Pemerintah mempercepat pengembangan energi bersih untuk menopang target pertumbuhan ekonomi hingga 8 persen. Dalam pertemuan dengan Presiden Prabowo Subianto di Istana Merdeka, Jakarta, Kamis (11/6/2026), Wakil Presiden ke-10 dan ke-12 RI Jusuf Kalla menyatakan kesiapan membangun tambahan pembangkit listrik tenaga air (PLTA) berkapasitas 2.000 megawatt (MW).
Menurut Jusuf Kalla, peningkatan kapasitas energi nasional menjadi kebutuhan mendesak jika Indonesia ingin menjaga laju pertumbuhan ekonomi sekaligus mewujudkan swasembada energi.

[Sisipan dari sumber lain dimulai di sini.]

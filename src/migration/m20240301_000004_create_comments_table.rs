use sea_orm_migration::prelude::*;

#[derive(DeriveMigrationName)]
pub struct Migration;

#[derive(DeriveIden)]
enum Comments {
    Table,
    Id,
    WarningId,
    UserId,
    Content,
    IsVerifiedVictim,
    CreatedAt,
    UpdatedAt,
}

#[derive(DeriveIden)]
enum Warnings {
    Table,
    Id,
}

#[derive(DeriveIden)]
enum Users {
    Table,
    Id,
}

#[async_trait::async_trait]
impl MigrationTrait for Migration {
    async fn up(&self, manager: &SchemaManager) -> Result<(), DbErr> {
        manager
            .create_table(
                Table::create()
                    .table(Comments::Table)
                    .if_not_exists()
                    .col(
                        ColumnDef::new(Comments::Id)
                            .integer()
                            .not_null()
                            .auto_increment()
                            .primary_key(),
                    )
                    .col(ColumnDef::new(Comments::WarningId).integer().not_null())
                    .col(ColumnDef::new(Comments::UserId).integer().not_null())
                    .col(ColumnDef::new(Comments::Content).text().not_null())
                    .col(
                        ColumnDef::new(Comments::IsVerifiedVictim)
                            .boolean()
                            .not_null()
                            .default(false),
                    )
                    .col(
                        ColumnDef::new(Comments::CreatedAt)
                            .timestamp()
                            .not_null()
                            .default(Expr::current_timestamp()),
                    )
                    .col(ColumnDef::new(Comments::UpdatedAt).timestamp().null())
                    .foreign_key(
                        ForeignKey::create()
                            .name("fk_comments_warning_id")
                            .from(Comments::Table, Comments::WarningId)
                            .to(Warnings::Table, Warnings::Id)
                            .on_delete(ForeignKeyAction::Cascade),
                    )
                    .foreign_key(
                        ForeignKey::create()
                            .name("fk_comments_user_id")
                            .from(Comments::Table, Comments::UserId)
                            .to(Users::Table, Users::Id)
                            .on_delete(ForeignKeyAction::Cascade),
                    )
                    .to_owned(),
            )
            .await?;

        manager
            .create_index(
                Index::create()
                    .name("idx_comments_warning_id")
                    .table(Comments::Table)
                    .col(Comments::WarningId)
                    .if_not_exists()
                    .to_owned(),
            )
            .await
    }

    async fn down(&self, manager: &SchemaManager) -> Result<(), DbErr> {
        manager
            .drop_table(Table::drop().table(Comments::Table).to_owned())
            .await
    }
}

“Saya dengan Solihin baru saja berbicara lama dengan Bapak Presiden didampingi juga oleh Pak Sekneg dengan Pak Seskab untuk meningkatkan kemampuan energi di Indonesia yang kita kenal itu swasembada energi. Kita siap untuk, kita sudah membangun 1.500 megawatt PLTA, ini kita siap membangun lagi 2.000 megawatt termasuk juga PLTG,” ujar Jusuf Kalla usai pertemuan.
Ia menilai kebutuhan energi akan meningkat signifikan seiring target pertumbuhan ekonomi yang dicanangkan pemerintah. Karena itu, penguatan pasokan listrik melalui pembangunan energi hijau menjadi salah satu fondasi utama pembangunan nasional.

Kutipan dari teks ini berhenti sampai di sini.